God is still good, no matter what God is good!  We saw little blessings even in the 2nd part of the tornado...too many to list....or maybe I"m just done typing ;)

Option 1: Step 1

Praise The Lord! Today I got a call from NIH, inviting me to there clinic for a screening. YES!!!!  This is the first step to being accepted, so Thursday the 26th I'll be there from 8:30-4:30 getting screened. (which means they will run some of their own scans, lab work, and we'll get to know each other to see if I am a good fit for their trial)  I'll know fairly quickly after Thursday if I'm accepted or not.  Prayers for that screening and that the doctors like what they see :)

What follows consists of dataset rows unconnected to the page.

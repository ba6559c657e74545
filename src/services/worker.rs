//! Queue consumer driving the job state machine.
//!
//! Per delivery: parse, claim with a `processing` write, analyze, write the
//! terminal record, then acknowledge. The acknowledgment always comes last,
//! after the terminal write is confirmed. A crash anywhere before it leaves
//! the delivery on the processing list, where startup recovery returns it
//! to the main queue; the terminal-state check below makes that redelivery
//! a no-op overwrite rather than a regression.

use std::sync::Arc;
use std::time::{Duration, Instant};
use tokio::time::sleep;

use crate::models::job::{JobMessage, JobRecord};
use crate::services::analyzer::ArticleAnalyzer;
use crate::services::queue::{Delivery, JobQueue, QueueError};
use crate::services::store::{StatusStore, StoreError};

#[derive(Debug, thiserror::Error)]
pub enum WorkerError {
    #[error("queue error: {0}")]
    Queue(#[from] QueueError),

    #[error("status store error: {0}")]
    Store(#[from] StoreError),
}

/// Sequential consume loop. Scale by running more worker processes; the
/// queue arbitrates which one receives a given message.
pub struct Worker {
    queue: Arc<JobQueue>,
    store: Arc<StatusStore>,
    analyzer: ArticleAnalyzer,
    poll_timeout: Duration,
    retry_backoff: Duration,
}

impl Worker {
    pub fn new(
        queue: Arc<JobQueue>,
        store: Arc<StatusStore>,
        analyzer: ArticleAnalyzer,
        poll_timeout: Duration,
        retry_backoff: Duration,
    ) -> Self {
        Self {
            queue,
            store,
            analyzer,
            poll_timeout,
            retry_backoff,
        }
    }

    /// Run the consume loop forever. Infrastructure errors back off before
    /// the next iteration instead of hot-looping against a down dependency.
    pub async fn run(&self) {
        loop {
            match self.process_next().await {
                Ok(true) => {
                    tracing::debug!("Job processed, checking for next job");
                }
                Ok(false) => {
                    tracing::trace!("No jobs available");
                    if let Ok(depth) = self.queue.depth().await {
                        metrics::gauge!("article_queue_depth").set(depth as f64);
                    }
                }
                Err(e) => {
                    tracing::error!(error = %e, "Error processing job, backing off");
                    sleep(self.retry_backoff).await;
                }
            }
        }
    }

    /// Process the next delivery from the queue.
    /// Returns Ok(true) if a delivery was handled, Ok(false) on idle timeout.
    pub async fn process_next(&self) -> Result<bool, WorkerError> {
        let delivery = match self.queue.dequeue(self.poll_timeout).await? {
            Some(d) => d,
            None => return Ok(false),
        };

        // Poison check: a payload that cannot self-correct must not be
        // redelivered, and must never touch the status store.
        let message = match delivery.message() {
            Ok(m) => m,
            Err(e) => {
                tracing::warn!(
                    payload = delivery.payload(),
                    error = %e,
                    "Quarantining malformed queue message"
                );
                self.queue.quarantine(&delivery, &e.to_string()).await?;
                metrics::counter!("article_jobs_poisoned").increment(1);
                return Ok(true);
            }
        };

        // Terminal-state check: at-least-once delivery means a finished job
        // can come around again (crash between terminal write and ack, or
        // startup recovery). Its outcome is already durable, so just ack.
        match self.store.get(message.job_id).await {
            Ok(Some(record)) if record.is_terminal() => {
                tracing::info!(
                    job_id = %message.job_id,
                    status = %record.status,
                    "Duplicate delivery of finished job, acknowledging"
                );
                self.queue.ack(&delivery).await?;
                return Ok(true);
            }
            Ok(_) => {}
            Err(e) => {
                self.return_to_queue(&delivery).await;
                return Err(e.into());
            }
        }

        tracing::info!(job_id = %message.job_id, url = %message.url, "Processing job");

        // Claim before analyzing, so pollers see "processing" while the
        // fetch is in flight.
        let processing = JobRecord::processing(&message.url);
        if let Err(e) = self.store.put(message.job_id, &processing).await {
            self.return_to_queue(&delivery).await;
            return Err(e.into());
        }

        let start = Instant::now();
        let record = self.analyze_to_record(&message).await;
        metrics::histogram!("article_processing_seconds").record(start.elapsed().as_secs_f64());

        // The terminal write must be durable before the ack; failing here
        // means no ack, so the queue will redeliver.
        if let Err(e) = self.store.put(message.job_id, &record).await {
            self.return_to_queue(&delivery).await;
            return Err(e.into());
        }

        self.queue.ack(&delivery).await?;

        tracing::info!(
            job_id = %message.job_id,
            status = %record.status,
            duration_ms = start.elapsed().as_millis(),
            "Job finished"
        );

        Ok(true)
    }

    /// Run the analysis and map its outcome to a terminal record. A
    /// collaborator failure is a domain outcome, recorded rather than
    /// retried.
    async fn analyze_to_record(&self, message: &JobMessage) -> JobRecord {
        match self.analyzer.analyze(&message.url).await {
            Ok(report) => {
                metrics::counter!("article_jobs_completed").increment(1);
                JobRecord::completed(&message.url, report)
            }
            Err(e) => {
                tracing::warn!(job_id = %message.job_id, error = %e, "Analysis failed");
                metrics::counter!("article_jobs_failed").increment(1);
                JobRecord::failed(&message.url, e.to_string())
            }
        }
    }

    /// Best-effort return of an in-flight delivery to the main queue after
    /// a transient store failure. If the requeue itself fails the delivery
    /// stays on the processing list and startup recovery will reclaim it.
    async fn return_to_queue(&self, delivery: &Delivery) {
        if let Err(e) = self.queue.requeue(delivery).await {
            tracing::warn!(error = %e, "Failed to requeue delivery, leaving it in flight");
        }
    }
}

An update on other things....my radiation is going well.  My lower back pain is still there but it's not the sharp pain like it was.  However, in a matter of a two weeks the spot in my buttocks is now hurting to the point I can't sit in one position too long.  Also I noticed a new weird pain down my left arm, after a few days I reported it to Dr. Haidy Lee (my radiologist doctor) she then talked it over with Dr. Jae Lee (my oncologist) and they decided to prescribe me a nerve blocker, because what I was experiencing was my lymph nodes swelling to the point they were pinching a nerve.  That medicine worked immediately! However, no sooner then that pain went away, did my left shoulder and neck area start really hurting.  In a matter a 5 days I was in VERY bad pain, so on Monday I discussed this with Dr. Haidy Lee, and she explained the cancer was growing.....sigh.....if in 5 days this is happening, what is going on in other areas of my body?!  So I will start radiation on my neck & clavicle next week to help with the pain.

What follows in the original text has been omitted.